Madame d’Arzac, en disant toutes ces choses, avait un aplomb trop grand, il y avait un ton d’autorité dans ses affirmations qui prouvait une résolution prise d’avance ; c’était suspect, et l’enfant trahit ses soupçons instinctifs en disant :

— Au reste, moi, on ne pourra pas me tromper ; si je le vois jamais, je le reconnaîtrai bien.

Marguerite était indécise ; elle ne savait lequel des deux il fallait croire ; de tout cela elle ne devinait clairement qu’une chose, c’est que madame d’Arzac ne voulait absolument pas que Robert de la Fresnaye fût le sauveur de son fils.

Le lendemain elle fit venir le garde champêtre, elle l’interrogea ; il répondit que l’enfant s’était trompé, que celui qui l’avait sauvé était M. d’Héréville, un jeune homme qui n’avait passé au château de Mazerat que quelques jours en se rendant en Italie.

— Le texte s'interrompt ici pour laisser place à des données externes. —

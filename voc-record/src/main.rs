use anyhow::Result;
use std::env;
use structopt::StructOpt;
use voc_record::config::Args;

pub fn main() -> Result<()> {
    pretty_env_logger::formatted_builder()
        .parse_filters(&env::var("RUST_LOG").unwrap_or_else(|_| "info".into()))
        .init();

    // parse arguments
    let config = Args::from_args().into_config()?;

    // convert the dataset
    let report = voc_record::run(&config)?;
    report.print_summary();

    Ok(())
}
//! Common imports from external crates.

pub use anyhow::{bail, ensure, format_err, Context, Error, Result};
pub use bbox::{prelude::*, Transform, HW, TLBR};
pub use image::{imageops::FilterType, DynamicImage, ImageFormat, RgbImage};
pub use indexmap::{IndexMap, IndexSet};
pub use itertools::{izip, Itertools};
pub use log::{debug, info, warn};
pub use noisy_float::prelude::*;
pub use once_cell::sync::Lazy;
pub use rand::{prelude::*, rngs::StdRng, seq::SliceRandom};
pub use regex::Regex;
pub use serde::{Deserialize, Serialize};
pub use std::{
    collections::{HashMap, HashSet},
    convert::TryFrom,
    fmt::{self, Display},
    fs,
    io::{BufRead, BufReader, BufWriter, Write},
    path::{Path, PathBuf},
    str::FromStr,
};
pub use structopt::StructOpt;
pub use tfrecord::{
    protobuf::{feature::Kind as FeatureKind, Features},
    Example, ExampleIter, ExampleWriter, Feature, RecordReaderConfig,
};

pub type Fallible<T> = Result<T, Error>;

Il était évident que cet homme répétait une leçon, que ce récit embrouillé était un mensonge, imaginé pour lui faire perdre la trace ; et ces précautions eurent l’effet qu’elles devaient avoir, elles excitèrent vivement la curiosité de Marguerite. Une ligue muette s’établit entre elle et son fils, dont les convictions n’avaient point changé ; et comme l’enfant, forcé de se taire, la regardait avec de grands yeux étonnés qui semblaient dire : — Vous croyez ça, maman !… Elle lui répondit tout bas en l’embrassant : — Tais-toi, nous le chercherons ensemble.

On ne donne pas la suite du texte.